Pasadena Chamber of Commerce President and CEO Paul Little says the idea of Pasadena identifying itself as a business-friendly city may not find much agreement by small business owners in the community.
“I think some of the businesses, especially the small ones, are feeling frustrated,” said Little.
Little says in recent years the City has made it difficult for small business to thrive, citing the Minimum Wage Ordinance, which was implemented in 2016 and will raise the minimum wage to $15 an hour by 2020 and the polystyrene ban (popularly known as “Styrofoam”) which banned the retail sale of disposable polystyrene products.
“They compound and I think at some point, people are just seeing the City as making it more and more difficult to be profitable,” said Little.
The City Council has agreed to put a proposed 0.75 sales tax initiative on the ballot for the November 2018 General Election that would ask voters to approve adding a 3/4 cent municipal sales tax to local purchases. Little says this raises concerns within Pasadena’s business sector.

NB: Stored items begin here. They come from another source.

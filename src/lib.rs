//! folder2pdf Library
//!
//! Converts a folder of images or text documents into PDF files.
//! This library provides functionality to:
//! - Discover eligible images and documents in a source folder
//! - Assemble a folder of images into one multi-page PDF
//! - Extract plain text from DOCX, TXT, Markdown, RTF and ODT files
//! - Word-wrap and paginate text onto A4 pages
//! - Name outputs with a sequence number that never repeats in a folder
//!
//! # Example
//!
//! ```no_run
//! use folder2pdf::layout::TextLayout;
//! use folder2pdf::pipeline::{collect_documents, documents_to_pdf};
//! use std::path::Path;
//!
//! let documents = collect_documents(Path::new("DOC")).expect("No documents");
//! let report = documents_to_pdf(&documents, Path::new("PDF"), "notes", &TextLayout::default())
//!     .expect("Conversion failed");
//!
//! for path in &report.written {
//!     println!("Created {}", path.display());
//! }
//! ```

pub mod config;
pub mod discover;
pub mod error;
pub mod extract;
pub mod layout;
pub mod naming;
pub mod pdf;
pub mod pipeline;
pub mod text;
pub mod viewer;

// Re-export commonly used items
pub use error::{Error, Result};
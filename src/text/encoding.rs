//! WinAnsi (Windows-1252) encoding for the standard PDF fonts
//!
//! Helvetica is referenced without embedding, so every string drawn on a page
//! must be expressed as single-byte WinAnsi codes. RTF `\'hh` escapes use the
//! same code page, so the decoder lives here too.

/// Windows-1252 code points 0x80..=0x9F. `None` marks the five unassigned slots.
const CP1252_HIGH: [Option<char>; 32] = [
    Some('\u{20AC}'), None, Some('\u{201A}'), Some('\u{0192}'),
    Some('\u{201E}'), Some('\u{2026}'), Some('\u{2020}'), Some('\u{2021}'),
    Some('\u{02C6}'), Some('\u{2030}'), Some('\u{0160}'), Some('\u{2039}'),
    Some('\u{0152}'), None, Some('\u{017D}'), None,
    None, Some('\u{2018}'), Some('\u{2019}'), Some('\u{201C}'),
    Some('\u{201D}'), Some('\u{2022}'), Some('\u{2013}'), Some('\u{2014}'),
    Some('\u{02DC}'), Some('\u{2122}'), Some('\u{0161}'), Some('\u{203A}'),
    Some('\u{0153}'), None, Some('\u{017E}'), Some('\u{0178}'),
];

/// Byte drawn in place of characters the font cannot show
pub const REPLACEMENT: u8 = b'?';

/// Map a character to its WinAnsi code, if it has one
pub fn to_win_ansi(c: char) -> Option<u8> {
    let code = c as u32;
    match code {
        0x20..=0x7E | 0xA0..=0xFF => Some(code as u8),
        _ => CP1252_HIGH
            .iter()
            .position(|slot| *slot == Some(c))
            .map(|i| 0x80 + i as u8),
    }
}

/// Encode a line of text for a WinAnsi font.
///
/// Tabs and other control characters become spaces; characters outside the
/// code page become [`REPLACEMENT`].
pub fn encode_win_ansi(text: &str) -> Vec<u8> {
    text.chars()
        .map(|c| {
            if c.is_control() {
                b' '
            } else {
                to_win_ansi(c).unwrap_or(REPLACEMENT)
            }
        })
        .collect()
}

/// Decode one Windows-1252 byte
pub fn decode_cp1252(byte: u8) -> char {
    match byte {
        0x80..=0x9F => CP1252_HIGH[(byte - 0x80) as usize].unwrap_or('\u{FFFD}'),
        _ => byte as char,
    }
}

#[cfg(test)]
mod tests {
    use super::*;

    #[test]
    fn test_ascii_passes_through() {
        assert_eq!(encode_win_ansi("Hello, World!"), b"Hello, World!".to_vec());
    }

    #[test]
    fn test_latin1_and_cp1252_specials() {
        assert_eq!(to_win_ansi('é'), Some(0xE9));
        assert_eq!(to_win_ansi('€'), Some(0x80));
        assert_eq!(to_win_ansi('\u{201C}'), Some(0x93));
        assert_eq!(to_win_ansi('—'), Some(0x97));
    }

    #[test]
    fn test_unmappable_and_control_chars() {
        assert_eq!(encode_win_ansi("a\tb"), b"a b".to_vec());
        assert_eq!(encode_win_ansi("日本"), b"??".to_vec());
    }

    #[test]
    fn test_decode_roundtrips_defined_codes() {
        for byte in 0x20u8..=0xFF {
            let c = decode_cp1252(byte);
            if c == '\u{FFFD}' || c.is_control() {
                continue;
            }
            assert_eq!(to_win_ansi(c), Some(byte), "byte {:#x}", byte);
        }
        assert_eq!(decode_cp1252(0x81), '\u{FFFD}');
    }
}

“There’s a whole host of things that have been done that some, especially small business owners, see as unfriendly for their profitability. And they also honestly don’t feel listened to. It’s kind of like the City Council’s just jamming things down your throat and not listening or paying attention to their concerns and not even really wanting to hear a fact about certain things,” said Little.
The local tax would be expected to generate approximately $21 million per year and it would add only 0.75 of one cent to every $1.00 of taxable transactions, the staff report noted.
Tornek says the sales tax initiative is expected to generate $14 million per year for the City’s operating costs and $7 million for the Pasadena Unified School District.
“The good part for Pasadena is we’re a destination for visitors, we’re a destination for health care or destination for financial services among other things. So people do come here. We’re relatively easy to get to and centralized so people can make a day of a visit to the doctor in Pasadena if they want to. So that’s helpful, but I think in general, a lot of the smaller business owners are kind of feeling that they’re not well loved at City Hall,” said Little.